ObjectiveIn March 2020, Scottish government identified people clinically extremely vulnerable to COVID due to pre-existing health conditions. These people were advised to strictly self-isolate ...(shield) at home. We examined who was identified as clinically extremely vulnerable, how their healthcare changed during isolation, and whether this process exacerbated healthcare inequalities. ApproachWe linked all individuals on the shielding register in NHS Grampian to their in-patient and out-patient healthcare records from 2015 through 2020. We analysed the method of patients’ identification as clinically extremely vulnerable (via an algorithmic NHS record scan or designated ad hoc by their care-providers). We measured out-patient, in-patient, and emergency healthcare attendances, and compared use rates between two 3-month periods before and during the first strict isolation period. We evaluated changes in care use between those shielding and the general non-shielding population, and differences between shielding sub-populations (by clinical reason for shielding, age, sex, and socio-economic deprivation).

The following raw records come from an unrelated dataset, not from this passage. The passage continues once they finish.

//! Sheet node: stable-id child container with monotonic id assignment

use std::collections::BTreeMap;

use crate::action::Action;
use crate::model::push_action;
use crate::node::{type_tag, Node, Payload, SheetData};
use crate::notification::Notification;

/// Typed facade over a sheet node.
///
/// Children are keyed by a positive id assigned at insertion. Ids are
/// never reused: the high-water mark only advances, and undoing an
/// insert keeps the mark where it was so redo restores the same id.
#[derive(Debug, Clone, PartialEq, Eq)]
pub struct SheetNode {
    node: Node,
}

impl SheetNode {
    /// Create a free, empty sheet node.
    pub fn new() -> Self {
        Self {
            node: Node::from_payload(
                type_tag::SHEET,
                Payload::Sheet(SheetData {
                    entries: BTreeMap::new(),
                    max_id: 0,
                }),
            ),
        }
    }

    pub fn from_node(node: Node) -> Option<Self> {
        node.with_payload(|p| matches!(p, Payload::Sheet(_)))
            .then_some(Self { node })
    }

    pub fn node(&self) -> &Node {
        &self.node
    }

    pub fn into_node(self) -> Node {
        self.node
    }

    pub fn len(&self) -> usize {
        self.node.with_payload(|p| match p {
            Payload::Sheet(sheet) => sheet.entries.len(),
            _ => unreachable!(),
        })
    }

    pub fn is_empty(&self) -> bool {
        self.len() == 0
    }

    pub fn get(&self, id: u32) -> Option<Node> {
        self.node.with_payload(|p| match p {
            Payload::Sheet(sheet) => sheet.entries.get(&id).cloned(),
            _ => unreachable!(),
        })
    }

    pub fn ids(&self) -> Vec<u32> {
        self.node.with_payload(|p| match p {
            Payload::Sheet(sheet) => sheet.entries.keys().copied().collect(),
            _ => unreachable!(),
        })
    }

    pub fn entries(&self) -> Vec<(u32, Node)> {
        self.node.with_payload(|p| match p {
            Payload::Sheet(sheet) => sheet
                .entries
                .iter()
                .map(|(id, n)| (*id, n.clone()))
                .collect(),
            _ => unreachable!(),
        })
    }

    /// Highest id ever assigned by this sheet.
    pub fn max_id(&self) -> u32 {
        self.node.with_payload(|p| match p {
            Payload::Sheet(sheet) => sheet.max_id,
            _ => unreachable!(),
        })
    }

    /// Insert a free node and return its freshly assigned id.
    pub fn insert(&self, child: Node) -> u32 {
        assert!(self.node.is_writable(), "sheet node is not writable");
        assert!(child.is_free(), "sheet insert of a non-free node");

        let id = self.max_id() + 1;
        let action = insert_in_tx(&self.node, id, child);
        push_action(&self.node, action);
        id
    }

    /// Remove the child at `id`. Returns `false` when the id is absent.
    pub fn remove(&self, id: u32) -> bool {
        assert!(self.node.is_writable(), "sheet node is not writable");

        if self.get(id).is_none() {
            return false;
        }
        let action = remove_in_tx(&self.node, id);
        push_action(&self.node, action);
        true
    }
}

impl Default for SheetNode {
    fn default() -> Self {
        Self::new()
    }
}

impl From<SheetNode> for Node {
    fn from(n: SheetNode) -> Node {
        n.node
    }
}

fn sheet_mut<'a>(payload: &'a mut Payload) -> &'a mut SheetData {
    match payload {
        Payload::Sheet(sheet) => sheet,
        _ => unreachable!("sheet action on a non-sheet node"),
    }
}

/// Apply an insert at a fixed id. The high-water mark only ratchets
/// upward, so replaying an old insert never disturbs later ids.
pub(crate) fn insert_in_tx(node: &Node, id: u32, child: Node) -> Action {
    node.begin_action();

    let action = Action::SheetInsert {
        parent: node.clone(),
        id,
        child,
    };

    node.notify(&Notification::ActionAboutToTrigger(&action));

    if let Action::SheetInsert { id, child, .. } = &action {
        node.add_child(child);
        node.with_payload_mut(|p| {
            let sheet = sheet_mut(p);
            sheet.entries.insert(*id, child.clone());
            sheet.max_id = sheet.max_id.max(*id);
        });
    }

    node.notify(&Notification::ActionTriggered(&action));
    node.end_action();
    action
}

pub(crate) fn remove_in_tx(node: &Node, id: u32) -> Action {
    node.begin_action();

    let child = node.with_payload(|p| match p {
        Payload::Sheet(sheet) => sheet
            .entries
            .get(&id)
            .cloned()
            .expect("sheet remove of an absent id"),
        _ => unreachable!(),
    });
    let action = Action::SheetRemove {
        parent: node.clone(),
        id,
        child,
    };

    node.notify(&Notification::ActionAboutToTrigger(&action));

    if let Action::SheetRemove { id, child, .. } = &action {
        node.with_payload_mut(|p| {
            sheet_mut(p).entries.remove(id);
        });
        node.remove_child(child);
    }

    node.notify(&Notification::ActionTriggered(&action));
    node.end_action();
    action
}

#[cfg(test)]
mod tests {
    use super::*;
    use crate::node::BytesNode;

    #[test]
    fn test_ids_are_monotonic() {
        let sheet = SheetNode::new();
        let a = sheet.insert(BytesNode::new().into_node());
        let b = sheet.insert(BytesNode::new().into_node());
        let c = sheet.insert(BytesNode::new().into_node());
        assert_eq!((a, b, c), (1, 2, 3));
        assert_eq!(sheet.max_id(), 3);
    }

    #[test]
    fn test_removed_ids_are_never_reused() {
        let sheet = SheetNode::new();
        sheet.insert(BytesNode::new().into_node());
        let b = sheet.insert(BytesNode::new().into_node());
        sheet.insert(BytesNode::new().into_node());

        assert!(sheet.remove(b));
        let d = sheet.insert(BytesNode::new().into_node());
        assert_eq!(d, 4);
        assert_eq!(sheet.ids(), vec![1, 3, 4]);
    }

    #[test]
    fn test_remove_absent_id() {
        let sheet = SheetNode::new();
        assert!(!sheet.remove(7));
    }

    #[test]
    fn test_insert_sets_parent() {
        let sheet = SheetNode::new();
        let child = BytesNode::new().into_node();
        let id = sheet.insert(child.clone());
        assert_eq!(child.parent().unwrap(), *sheet.node());
        assert_eq!(sheet.get(id).unwrap(), child);
    }
}
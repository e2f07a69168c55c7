//! Chronicle binary stream layer
//!
//! A little-endian, alignment-padded byte stream shared by every wire
//! format in the workspace: variants, node records and action records all
//! encode through [`StreamWriter`] and decode through [`StreamReader`].
//!
//! Strings and raw byte blocks are written as an `i32` length, the bytes,
//! then zero padding up to the next four-byte boundary. Readers fail fast:
//! the first decode error is returned and partial results are dropped.

mod error;
mod reader;
mod writer;

pub use error::{Result, StreamError};
pub use reader::StreamReader;
pub use writer::StreamWriter;

/// Streams pad strings and byte blocks to this boundary.
pub const ALIGNMENT: u64 = 4;

#[cfg(test)]
mod tests {
    use super::*;

    #[test]
    fn test_primitive_roundtrip() {
        let mut buf = Vec::new();
        {
            let mut w = StreamWriter::new(&mut buf);
            w.write_bool(true).unwrap();
            w.write_i8(-5).unwrap();
            w.write_u16(0xBEEF).unwrap();
            w.write_i32(-123456).unwrap();
            w.write_u64(0xDEAD_BEEF_CAFE).unwrap();
            w.write_f64(2.5).unwrap();
        }

        let mut cursor = &buf[..];
        let mut r = StreamReader::new(&mut cursor);
        assert!(r.read_bool().unwrap());
        assert_eq!(r.read_i8().unwrap(), -5);
        assert_eq!(r.read_u16().unwrap(), 0xBEEF);
        assert_eq!(r.read_i32().unwrap(), -123456);
        assert_eq!(r.read_u64().unwrap(), 0xDEAD_BEEF_CAFE);
        assert_eq!(r.read_f64().unwrap(), 2.5);
    }

    #[test]
    fn test_little_endian_layout() {
        let mut buf = Vec::new();
        {
            let mut w = StreamWriter::new(&mut buf);
            w.write_u32(0x0403_0201).unwrap();
        }
        assert_eq!(buf, vec![0x01, 0x02, 0x03, 0x04]);
    }

    #[test]
    fn test_string_padding() {
        let mut buf = Vec::new();
        {
            let mut w = StreamWriter::new(&mut buf);
            w.write_string("hello").unwrap();
        }
        // 4 length bytes + 5 payload bytes + 3 padding bytes
        assert_eq!(buf.len(), 12);
        assert_eq!(&buf[..4], &[5, 0, 0, 0]);
        assert_eq!(&buf[4..9], b"hello");
        assert_eq!(&buf[9..], &[0, 0, 0]);

        let mut cursor = &buf[..];
        let mut r = StreamReader::new(&mut cursor);
        assert_eq!(r.read_string().unwrap(), "hello");
        assert_eq!(r.position(), 12);
    }

    #[test]
    fn test_aligned_string_has_no_padding() {
        let mut buf = Vec::new();
        {
            let mut w = StreamWriter::new(&mut buf);
            w.write_string("door").unwrap();
        }
        assert_eq!(buf.len(), 8);
    }

    #[test]
    fn test_truncated_read_fails() {
        let buf = vec![5, 0, 0, 0, b'h', b'i'];
        let mut cursor = &buf[..];
        let mut r = StreamReader::new(&mut cursor);
        assert!(matches!(
            r.read_string(),
            Err(StreamError::UnexpectedEof)
        ));
    }

    #[test]
    fn test_negative_length_fails() {
        let mut buf = Vec::new();
        {
            let mut w = StreamWriter::new(&mut buf);
            w.write_i32(-1).unwrap();
        }
        let mut cursor = &buf[..];
        let mut r = StreamReader::new(&mut cursor);
        assert!(matches!(
            r.read_byte_block(),
            Err(StreamError::InvalidLength(-1))
        ));
    }

    #[test]
    fn test_invalid_utf8_fails() {
        let mut buf = Vec::new();
        {
            let mut w = StreamWriter::new(&mut buf);
            w.write_byte_block(&[0xFF, 0xFE]).unwrap();
        }
        let mut cursor = &buf[..];
        let mut r = StreamReader::new(&mut cursor);
        assert!(matches!(r.read_string(), Err(StreamError::InvalidUtf8(_))));
    }

    #[test]
    fn test_manual_alignment() {
        let mut buf = Vec::new();
        {
            let mut w = StreamWriter::new(&mut buf);
            w.write_u8(1).unwrap();
            w.align(4).unwrap();
            w.write_u32(7).unwrap();
        }
        assert_eq!(buf.len(), 8);

        let mut cursor = &buf[..];
        let mut r = StreamReader::new(&mut cursor);
        assert_eq!(r.read_u8().unwrap(), 1);
        r.align(4).unwrap();
        assert_eq!(r.read_u32().unwrap(), 7);
    }
}
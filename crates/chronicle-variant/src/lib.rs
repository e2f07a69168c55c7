//! Chronicle variant values
//!
//! [`Variant`] is the opaque leaf value carried by mapping and struct
//! nodes: a fixed family of primitives plus an extension escape for
//! user-registered types. Variants are immutable once constructed; user
//! payloads are shared behind an `Arc` so copies are cheap.
//!
//! The wire format is `i32 type_id` followed by the payload; string and
//! alignment conventions come from `chronicle-stream`.

mod registry;

use std::any::Any;
use std::fmt;
use std::sync::Arc;

use chronicle_stream::{Result, StreamError, StreamReader, StreamWriter};

pub use registry::{is_registered, register_user_type, ReadFn};

/// Fixed type ids for the primitive variant kinds.
pub mod type_id {
    pub const INVALID: i32 = 0;
    pub const BOOLEAN: i32 = 1;
    pub const BYTE: i32 = 2;
    pub const INT16: i32 = 3;
    pub const INT32: i32 = 4;
    pub const INT64: i32 = 5;
    pub const UBYTE: i32 = 6;
    pub const UINT16: i32 = 7;
    pub const UINT32: i32 = 8;
    pub const UINT64: i32 = 9;
    pub const SINGLE: i32 = 10;
    pub const DOUBLE: i32 = 11;
    pub const NULL: i32 = 12;
    pub const STRING: i32 = 13;
}

/// User-registered variant type ids start here.
pub const USER_TYPE_OFFSET: i32 = 1024;

/// Payload contract for user-registered variant types.
///
/// Implementations are immutable; equality goes through [`eq_value`]
/// (typically an `as_any` downcast against the same concrete type).
///
/// [`eq_value`]: UserValue::eq_value
pub trait UserValue: fmt::Debug + Send + Sync {
    fn write(&self, out: &mut StreamWriter<'_>) -> Result<()>;

    fn eq_value(&self, other: &dyn UserValue) -> bool;

    fn as_any(&self) -> &dyn Any;

    fn is_null(&self) -> bool {
        false
    }
}

/// A user variant: registered type id plus shared payload.
#[derive(Debug, Clone)]
pub struct UserVariant {
    type_id: i32,
    value: Arc<dyn UserValue>,
}

impl UserVariant {
    pub fn new(type_id: i32, value: Arc<dyn UserValue>) -> Self {
        assert!(
            type_id >= USER_TYPE_OFFSET,
            "user variant type id {} is below the reserved offset",
            type_id
        );
        Self { type_id, value }
    }

    pub fn type_id(&self) -> i32 {
        self.type_id
    }

    pub fn value(&self) -> &Arc<dyn UserValue> {
        &self.value
    }
}

impl PartialEq for UserVariant {
    fn eq(&self, other: &Self) -> bool {
        self.type_id == other.type_id && self.value.eq_value(other.value.as_ref())
    }
}

/// An opaque leaf value.
#[derive(Debug, Clone, PartialEq, Default)]
pub enum Variant {
    /// No value at all; reads back as `Invalid`.
    #[default]
    Invalid,
    /// An explicit null, distinct from `Invalid`.
    Null,
    Bool(bool),
    I8(i8),
    I16(i16),
    I32(i32),
    I64(i64),
    U8(u8),
    U16(u16),
    U32(u32),
    U64(u64),
    F32(f32),
    F64(f64),
    String(String),
    User(UserVariant),
}

impl Variant {
    pub fn type_id(&self) -> i32 {
        match self {
            Variant::Invalid => type_id::INVALID,
            Variant::Null => type_id::NULL,
            Variant::Bool(_) => type_id::BOOLEAN,
            Variant::I8(_) => type_id::BYTE,
            Variant::I16(_) => type_id::INT16,
            Variant::I32(_) => type_id::INT32,
            Variant::I64(_) => type_id::INT64,
            Variant::U8(_) => type_id::UBYTE,
            Variant::U16(_) => type_id::UINT16,
            Variant::U32(_) => type_id::UINT32,
            Variant::U64(_) => type_id::UINT64,
            Variant::F32(_) => type_id::SINGLE,
            Variant::F64(_) => type_id::DOUBLE,
            Variant::String(_) => type_id::STRING,
            Variant::User(u) => u.type_id(),
        }
    }

    pub fn is_valid(&self) -> bool {
        !matches!(self, Variant::Invalid)
    }

    pub fn is_null(&self) -> bool {
        match self {
            Variant::Invalid | Variant::Null => true,
            Variant::User(u) => u.value().is_null(),
            _ => false,
        }
    }

    pub fn as_bool(&self) -> Option<bool> {
        match self {
            Variant::Bool(v) => Some(*v),
            _ => None,
        }
    }

    pub fn as_i32(&self) -> Option<i32> {
        match self {
            Variant::I32(v) => Some(*v),
            _ => None,
        }
    }

    pub fn as_i64(&self) -> Option<i64> {
        match self {
            Variant::I64(v) => Some(*v),
            _ => None,
        }
    }

    pub fn as_u64(&self) -> Option<u64> {
        match self {
            Variant::U64(v) => Some(*v),
            _ => None,
        }
    }

    pub fn as_f64(&self) -> Option<f64> {
        match self {
            Variant::F64(v) => Some(*v),
            _ => None,
        }
    }

    pub fn as_str(&self) -> Option<&str> {
        match self {
            Variant::String(s) => Some(s),
            _ => None,
        }
    }

    pub fn as_user(&self) -> Option<&UserVariant> {
        match self {
            Variant::User(u) => Some(u),
            _ => None,
        }
    }

    /// Serialize as `i32 type_id` + payload.
    pub fn write(&self, out: &mut StreamWriter<'_>) -> Result<()> {
        out.write_i32(self.type_id())?;
        match self {
            Variant::Invalid | Variant::Null => Ok(()),
            Variant::Bool(v) => out.write_bool(*v),
            Variant::I8(v) => out.write_i8(*v),
            Variant::I16(v) => out.write_i16(*v),
            Variant::I32(v) => out.write_i32(*v),
            Variant::I64(v) => out.write_i64(*v),
            Variant::U8(v) => out.write_u8(*v),
            Variant::U16(v) => out.write_u16(*v),
            Variant::U32(v) => out.write_u32(*v),
            Variant::U64(v) => out.write_u64(*v),
            Variant::F32(v) => out.write_f32(*v),
            Variant::F64(v) => out.write_f64(*v),
            Variant::String(s) => out.write_string(s),
            Variant::User(u) => u.value().write(out),
        }
    }

    /// Deserialize a variant record. Unknown user type ids fail the read.
    pub fn read(reader: &mut StreamReader<'_>) -> Result<Variant> {
        let tid = reader.read_i32()?;
        let variant = match tid {
            type_id::INVALID => Variant::Invalid,
            type_id::NULL => Variant::Null,
            type_id::BOOLEAN => Variant::Bool(reader.read_bool()?),
            type_id::BYTE => Variant::I8(reader.read_i8()?),
            type_id::INT16 => Variant::I16(reader.read_i16()?),
            type_id::INT32 => Variant::I32(reader.read_i32()?),
            type_id::INT64 => Variant::I64(reader.read_i64()?),
            type_id::UBYTE => Variant::U8(reader.read_u8()?),
            type_id::UINT16 => Variant::U16(reader.read_u16()?),
            type_id::UINT32 => Variant::U32(reader.read_u32()?),
            type_id::UINT64 => Variant::U64(reader.read_u64()?),
            type_id::SINGLE => Variant::F32(reader.read_f32()?),
            type_id::DOUBLE => Variant::F64(reader.read_f64()?),
            type_id::STRING => Variant::String(reader.read_string()?),
            tid if tid >= USER_TYPE_OFFSET => {
                let value = registry::read_user_payload(tid, reader)?;
                Variant::User(UserVariant::new(tid, value))
            }
            tid => return Err(StreamError::UnknownType(tid)),
        };
        Ok(variant)
    }
}

impl fmt::Display for Variant {
    fn fmt(&self, f: &mut fmt::Formatter<'_>) -> fmt::Result {
        match self {
            Variant::Invalid => write!(f, "<invalid>"),
            Variant::Null => write!(f, "null"),
            Variant::Bool(v) => write!(f, "{}", v),
            Variant::I8(v) => write!(f, "{}", v),
            Variant::I16(v) => write!(f, "{}", v),
            Variant::I32(v) => write!(f, "{}", v),
            Variant::I64(v) => write!(f, "{}", v),
            Variant::U8(v) => write!(f, "{}", v),
            Variant::U16(v) => write!(f, "{}", v),
            Variant::U32(v) => write!(f, "{}", v),
            Variant::U64(v) => write!(f, "{}", v),
            Variant::F32(v) => write!(f, "{}", v),
            Variant::F64(v) => write!(f, "{}", v),
            Variant::String(s) => write!(f, "{:?}", s),
            Variant::User(u) => write!(f, "<user:{}>", u.type_id()),
        }
    }
}

impl From<bool> for Variant {
    fn from(v: bool) -> Self {
        Variant::Bool(v)
    }
}

impl From<i8> for Variant {
    fn from(v: i8) -> Self {
        Variant::I8(v)
    }
}

impl From<i16> for Variant {
    fn from(v: i16) -> Self {
        Variant::I16(v)
    }
}

impl From<i32> for Variant {
    fn from(v: i32) -> Self {
        Variant::I32(v)
    }
}

impl From<i64> for Variant {
    fn from(v: i64) -> Self {
        Variant::I64(v)
    }
}

impl From<u8> for Variant {
    fn from(v: u8) -> Self {
        Variant::U8(v)
    }
}

impl From<u16> for Variant {
    fn from(v: u16) -> Self {
        Variant::U16(v)
    }
}

impl From<u32> for Variant {
    fn from(v: u32) -> Self {
        Variant::U32(v)
    }
}

impl From<u64> for Variant {
    fn from(v: u64) -> Self {
        Variant::U64(v)
    }
}

impl From<f32> for Variant {
    fn from(v: f32) -> Self {
        Variant::F32(v)
    }
}

impl From<f64> for Variant {
    fn from(v: f64) -> Self {
        Variant::F64(v)
    }
}

impl From<&str> for Variant {
    fn from(v: &str) -> Self {
        Variant::String(v.to_string())
    }
}

impl From<String> for Variant {
    fn from(v: String) -> Self {
        Variant::String(v)
    }
}
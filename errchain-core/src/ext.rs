//! Wrapping helpers for `Result`

use crate::{ErrorCode, ErrorRecord};

/// Extension trait lifting the error branch of a `Result` into a parent layer.
///
/// `Ok` values pass through untouched; an `Err` is consumed by
/// [`ErrorRecord::wrap`].
///
/// ```rust
/// use errchain_core::{error_code, ErrorRecord, ResultExt};
///
/// error_code! { pub enum Low { Timeout } }
/// error_code! { pub enum High { SyncFailed } }
///
/// let r: Result<(), ErrorRecord<Low>> = Err(Low::Timeout.into());
/// let err = r.wrap_err_with(High::SyncFailed, || format!("peer={}", 7)).unwrap_err();
/// assert_eq!(err.render(), "SyncFailed(peer=7) [Timeout]");
/// ```
pub trait ResultExt<T, C> {
    /// Wrap the error with the given code and details
    fn wrap_err<P: ErrorCode>(self, code: P, details: impl Into<String>) -> Result<T, ErrorRecord<P>>;

    /// Wrap the error, computing the details only on failure
    fn wrap_err_with<P, D, F>(self, code: P, details: F) -> Result<T, ErrorRecord<P>>
    where
        P: ErrorCode,
        D: Into<String>,
        F: FnOnce() -> D;
}

impl<T, C: ErrorCode> ResultExt<T, C> for Result<T, ErrorRecord<C>> {
    fn wrap_err<P: ErrorCode>(self, code: P, details: impl Into<String>) -> Result<T, ErrorRecord<P>> {
        self.map_err(|child| ErrorRecord::wrap(code, details, child))
    }

    fn wrap_err_with<P, D, F>(self, code: P, details: F) -> Result<T, ErrorRecord<P>>
    where
        P: ErrorCode,
        D: Into<String>,
        F: FnOnce() -> D,
    {
        self.map_err(|child| ErrorRecord::wrap(code, details(), child))
    }
}
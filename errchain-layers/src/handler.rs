//! Top-level request handling

use crate::config::Settings;
use crate::ops::perform_operation;
use crate::source::FileSource;
use std::io::{self, Write};
use tracing::{error, info};

/// How [`handle_request`] writes its report
#[derive(Debug, Clone, Copy, PartialEq, Eq, Default)]
pub enum ReportFormat {
    /// `Top-level error: <chain>` or `Success!`
    #[default]
    Text,
    /// Pretty JSON of the failed record or of the outcome
    Json,
}

/// Run one request and report the result.
///
/// On failure the record is written to `err` and `false` is returned; on
/// success the report goes to `out`. In text mode the failure line is
/// `Top-level error: <chain>`.
pub fn handle_request<O, E>(
    source: &impl FileSource,
    settings: &Settings,
    format: ReportFormat,
    out: &mut O,
    err: &mut E,
) -> io::Result<bool>
where
    O: Write + ?Sized,
    E: Write + ?Sized,
{
    match perform_operation(source, settings) {
        Ok(outcome) => {
            info!(name = %outcome.name, values = outcome.values, "request succeeded");
            match format {
                ReportFormat::Text => writeln!(out, "Success!")?,
                ReportFormat::Json => writeln!(out, "{}", serde_json::to_string_pretty(&outcome)?)?,
            }
            Ok(true)
        }
        Err(record) => {
            error!(
                code = %record.code(),
                depth = record.depth(),
                root_cause = record.root_cause().unwrap_or_default(),
                "request failed"
            );
            match format {
                ReportFormat::Text => writeln!(err, "Top-level error: {}", record)?,
                ReportFormat::Json => writeln!(err, "{}", serde_json::to_string_pretty(&record)?)?,
            }
            Ok(false)
        }
    }
}
//! The layered operations
//!
//! Each layer returns a record typed to its own code set and wraps whatever
//! the layer below reported:
//!
//! ```text
//! perform_operation  (ErrorHigh)
//!   └─ load_config   (ErrorMid)
//!        └─ low_level_open_file (ErrorLow)
//! ```

use crate::config::{Config, Settings};
use crate::error::{self, ErrorHigh, ErrorMid, HighResult, LowResult, MidResult, ResultExt};
use crate::source::FileSource;
use serde::Serialize;
use tracing::debug;

/// What a successful operation produced
#[derive(Debug, Clone, PartialEq, Serialize)]
pub struct Outcome {
    /// Name taken from the loaded config
    pub name: String,
    /// Number of values the config carried
    pub values: usize,
}

/// Low layer: read `filename` from the source
pub fn low_level_open_file(source: &impl FileSource, filename: &str) -> LowResult<String> {
    source.read(filename).map_err(|e| {
        let err = error::from_io(filename, &e);
        debug!(error = %err.message(), "open failed");
        err
    })
}

/// Mid layer: open and parse the config named by `settings`
pub fn load_config(source: &impl FileSource, settings: &Settings) -> MidResult<Config> {
    let contents = low_level_open_file(source, &settings.config_path)
        .wrap_err_with(ErrorMid::ConfigLoadFailed, || settings.config_details.clone())
        .inspect_err(|err| debug!(depth = err.depth(), "wrapped into config layer"))?;

    serde_json::from_str(&contents)
        .map_err(|e| error::config_parse_failed(&settings.config_path, e.to_string()))
}

/// High layer: run the operation described by the config
pub fn perform_operation(source: &impl FileSource, settings: &Settings) -> HighResult<Outcome> {
    let config = load_config(source, settings)
        .wrap_err_with(ErrorHigh::OperationFailed, || settings.operation_details.clone())
        .inspect_err(|err| debug!(depth = err.depth(), "wrapped into operation layer"))?;

    Ok(Outcome {
        name: config.name,
        values: config.settings.len(),
    })
}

ResultsThe shielding register included 16,092 people (3% of the population). 42% of people on the register were not identified by national healthcare record screening, including the majority of cancer and immunocompromised patients. People added to the register by their care-providers were more likely to be young and less economically-deprived. Shielders’ healthcare use decreased during isolation (rate compared to pre-isolation: 0.65 out-patient, 0.54 scheduled in-patient; 0.75 emergency in-patient; 0.71 A&E). However, people shielding had better maintained care than the non-shielding population (e.g. RR 2.9 for scheduled in-patient care). There were inequalities in whose scheduled care was maintained while shielding: younger people and those with cancer had significantly higher visit rates. However, there were no differences in care-preservation between men and women or between socioeconomic deprivation levels. ConclusionsThe reliance on emergency care while shielding indicates that, overall, continuity of care for existing conditions was not optimal. However, there was notable success in maintaining care for cancer. We suggest that integrating demographic and primary care data would improve identification of the clinically vulnerable and help equitably prioritise care.